En tanto, la socialcristiana, María Inés Solís, afirmó que el Gobierno “tiene que tomar medidas que no ha querido tomar, conversaciones que no ha querido sostener, huyendo a esos temas sensibles, temas como ventas de activos pero activos reales que generen un impacto en la disminución de la deuda”.

“Estamos hablando del Instituto Nacional de Seguros (INS), el Instituto Costarricense de Electricidad (ICE) y el Banco de Costa Rica (BCR). Y también pensar en temas como la minería, gas natural, petróleo y reforma de la ley de explotación de recursos atuneros”, dijo la socialcristiana.

El Gobierno prevé iniciar, en la semana que se inicia el próximo 28 de setiembre, la negociación de un plan de financiamiento con el FMI mediante la figura denominada facilidad de fondo ampliada (Extended Fund Facility; EFF).

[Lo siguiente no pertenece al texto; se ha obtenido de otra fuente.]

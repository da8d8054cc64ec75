//! Public registration entry points.
//!
//! Any component that wants batch processing calls [`register_component`] with
//! the System kind and timing it belongs to, and [`unregister_component`] when
//! it becomes inactive. Both are safe to call at any time:
//!
//! - outside of System execution they apply immediately
//! - while Systems are running (the [`SystemTable`] is checked out of the
//!   world) they are queued and applied right after the current iteration
//!
//! The first registration that creates a System with early or post hooks also
//! wires its timing's [`UpdateChannel`](crate::resources::updatechannel::UpdateChannel)
//! into the [`PlayerLoop`]. If the player loop lacks the node for that timing
//! the channel is marked faulted; other channels keep working.
//!
//! Registered entities carry the [`Scheduled`] marker. Despawning the entity
//! (or removing the marker) unregisters it from every System.

use std::any::TypeId;

use bevy_ecs::lifecycle::Remove;
use bevy_ecs::prelude::*;
use log::{debug, error, info, warn};

use crate::components::scheduled::Scheduled;
use crate::errors::SchedulerError;
use crate::resources::playerloop::PlayerLoop;
use crate::resources::systemtable::{
    BatchSystem, HookCaps, RegistrationCommand, RegistrationQueue, SystemKey, SystemKind,
    SystemTable,
};
use crate::resources::timing::Timing;
use crate::resources::updatechannel::{ChannelState, UpdateChannels};
use crate::systems::channel::{default_player_loop, run_early_hooks, run_post_hooks};

/// Insert the scheduler resources. A player loop already in the world is kept.
pub fn init_scheduler(world: &mut World) {
    world.init_resource::<SystemTable>();
    world.init_resource::<UpdateChannels>();
    world.init_resource::<RegistrationQueue>();
    if !world.contains_resource::<PlayerLoop>() {
        world.insert_resource(default_player_loop());
    }
    world.add_observer(unregister_on_removal);
    world.flush();
    info!("scheduler initialized");
}

/// Observer: the [`Scheduled`] marker left its entity.
fn unregister_on_removal(trigger: On<Remove, Scheduled>, mut commands: Commands) {
    let component = trigger.event().entity;
    commands.queue(move |world: &mut World| unregister_everywhere(world, component));
}

/// Register `component` with the `S` System at `timing`.
pub fn register_component<S: BatchSystem + Default>(world: &mut World, component: Entity, timing: Timing) {
    register_kind(world, SystemKind::of::<S>(), component, timing);
}

/// Unregister `component` from the `S` System at `timing`.
///
/// Not registered, or no such System yet: nothing happens.
pub fn unregister_component<S: BatchSystem>(world: &mut World, component: Entity, timing: Timing) {
    unregister_type(world, TypeId::of::<S>(), component, timing);
}

/// Type-erased form of [`register_component`].
pub fn register_kind(world: &mut World, kind: SystemKind, component: Entity, timing: Timing) {
    match world.get_entity_mut(component) {
        Ok(mut entity) => {
            if !entity.contains::<Scheduled>() {
                entity.insert(Scheduled);
            }
        }
        Err(_) => warn!("registering {:?} which is not alive", component),
    }
    let command = RegistrationCommand::Register {
        kind,
        component,
        timing,
    };
    if world.contains_resource::<SystemTable>() {
        apply_command(world, command);
    } else {
        defer(world, command);
    }
}

/// Type-erased form of [`unregister_component`].
pub fn unregister_type(world: &mut World, type_id: TypeId, component: Entity, timing: Timing) {
    let command = RegistrationCommand::Unregister {
        type_id,
        component,
        timing,
    };
    if world.contains_resource::<SystemTable>() {
        apply_command(world, command);
    } else {
        defer(world, command);
    }
}

/// Remove `component` from every System it is registered with.
pub fn unregister_everywhere(world: &mut World, component: Entity) {
    let command = RegistrationCommand::UnregisterAll { component };
    if world.contains_resource::<SystemTable>() {
        apply_command(world, command);
    } else {
        defer(world, command);
    }
}

fn defer(world: &mut World, command: RegistrationCommand) {
    match world.get_resource_mut::<RegistrationQueue>() {
        Some(mut queue) => {
            debug!("deferred {:?}", command);
            queue.push(command);
        }
        None => warn!("scheduler not initialized, dropping {:?}", command),
    }
}

/// Apply every queued registration change. Does nothing while the table is
/// still checked out. Returns the number of commands applied.
pub fn flush_registrations(world: &mut World) -> usize {
    if !world.contains_resource::<SystemTable>() {
        return 0;
    }
    let mut applied = 0;
    loop {
        let commands = match world.get_resource_mut::<RegistrationQueue>() {
            Some(mut queue) if !queue.is_empty() => queue.drain(),
            _ => break,
        };
        for command in commands {
            apply_command(world, command);
            applied += 1;
        }
    }
    if applied > 0 {
        debug!("applied {} deferred registration changes", applied);
    }
    applied
}

fn apply_command(world: &mut World, command: RegistrationCommand) {
    match command {
        RegistrationCommand::Register {
            kind,
            component,
            timing,
        } => {
            let registration = {
                let Some(mut table) = world.get_resource_mut::<SystemTable>() else {
                    return;
                };
                table.register(kind, component, timing)
            };
            if registration.created && registration.capabilities.any() {
                let key = SystemKey {
                    type_id: kind.type_id,
                    timing,
                };
                wire_hooks(world, key, registration.capabilities);
            }
        }
        RegistrationCommand::Unregister {
            type_id,
            component,
            timing,
        } => {
            if let Some(mut table) = world.get_resource_mut::<SystemTable>() {
                if table.unregister(type_id, component, timing).is_none() {
                    debug!("unregister {:?} at {}: not registered", component, timing);
                }
            }
        }
        RegistrationCommand::UnregisterAll { component } => {
            if let Some(mut table) = world.get_resource_mut::<SystemTable>() {
                let removed = table.unregister_everywhere(component);
                debug!("unregistered {:?} from {} systems", component, removed);
            }
        }
    }
}

/// Add a freshly created System to its timing's channel and attach the
/// channel on first use.
fn wire_hooks(world: &mut World, key: SystemKey, caps: HookCaps) {
    let needs_attach = {
        let Some(mut channels) = world.get_resource_mut::<UpdateChannels>() else {
            error!("no update channels resource; {:?} hooks will never run", key);
            return;
        };
        let (channel, _) = channels.get_or_create(key.timing);
        channel.register(key, caps);
        channel.state == ChannelState::Detached
    };
    if needs_attach {
        // Failure is recorded on the channel and logged.
        let _ = attach_channel(world, key.timing);
    }
}

/// Splice the `timing` channel's early and post steps into the player loop.
///
/// On failure the channel becomes [`ChannelState::Faulted`] for good.
pub fn attach_channel(world: &mut World, timing: Timing) -> Result<(), SchedulerError> {
    let result = match world.get_resource_mut::<PlayerLoop>() {
        Some(mut player_loop) => player_loop.splice(timing, run_early_hooks, run_post_hooks),
        None => Err(SchedulerError::NotInitialized),
    };
    let state = match &result {
        Ok(()) => ChannelState::Attached,
        Err(err) => {
            error!("{} update channel faulted: {}", timing, err);
            ChannelState::Faulted(err.to_string())
        }
    };
    if let Some(mut channels) = world.get_resource_mut::<UpdateChannels>() {
        let (channel, _) = channels.get_or_create(timing);
        channel.state = state;
    }
    result
}

/// Detach every channel from the player loop and drop all Systems, channels,
/// and pending commands.
pub fn shutdown_scheduler(world: &mut World) {
    if let Some(mut player_loop) = world.get_resource_mut::<PlayerLoop>() {
        for timing in Timing::ALL {
            player_loop.detach(timing);
        }
    }
    if let Some(mut channels) = world.get_resource_mut::<UpdateChannels>() {
        channels.clear();
    }
    if let Some(mut queue) = world.get_resource_mut::<RegistrationQueue>() {
        queue.clear();
    }
    if let Some(mut table) = world.get_resource_mut::<SystemTable>() {
        let systems = table.len();
        table.clear();
        info!("scheduler shut down, dropped {} systems", systems);
    }
}
//! Accumulated passive displacement.
//!
//! Effect Systems (gravity, external forces) run before the Brain and add the
//! displacement they produced this tick. The Brain consumes the total when it
//! composes the net transform delta, leaving the accumulator empty again.

use bevy_ecs::prelude::Component;
use glam::Vec3;

#[derive(Component, Clone, Copy, Debug, Default, PartialEq)]
pub struct PassiveEffects {
    /// Displacement accumulated since the Brain last ran, in world units.
    pub displacement: Vec3,
}

impl PassiveEffects {
    pub fn new() -> Self {
        Self::default()
    }

    pub fn add(&mut self, displacement: Vec3) {
        self.displacement += displacement;
    }

    /// Return the accumulated displacement and reset it.
    pub fn take(&mut self) -> Vec3 {
        std::mem::take(&mut self.displacement)
    }
}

El acuerdo incluiría medidas de estabilidad económica como aumento de ingresos públicos, reducción de gastos o venta de activos estatales.

Previo a la negociación, el Poder Ejecutivo abrirá un espacio de negociación de 12 días con los diputados, con el fin de buscar un consenso que blinde el acuerdo con ese organismo, según la ministra de Planificación Nacional y Política Económica, Pilar Garrido.

Para este año, el Banco Central proyecta una caída de 5% de la producción, mientras que la Contraloría General de la República (CGR) calcula una caída de ¢1,2 billones en los ingresos corrientes.

Ante ese panorama, el Poder Ejecutivo apuesta por obtener, en el segundo semestre de este año, $1.645 millones de créditos de organismos internacionales.

Si el Gobierno no logra implementar esa estrategia, advierte, no podría atender el gasto social, lo que afectaría a la población más vulnerable.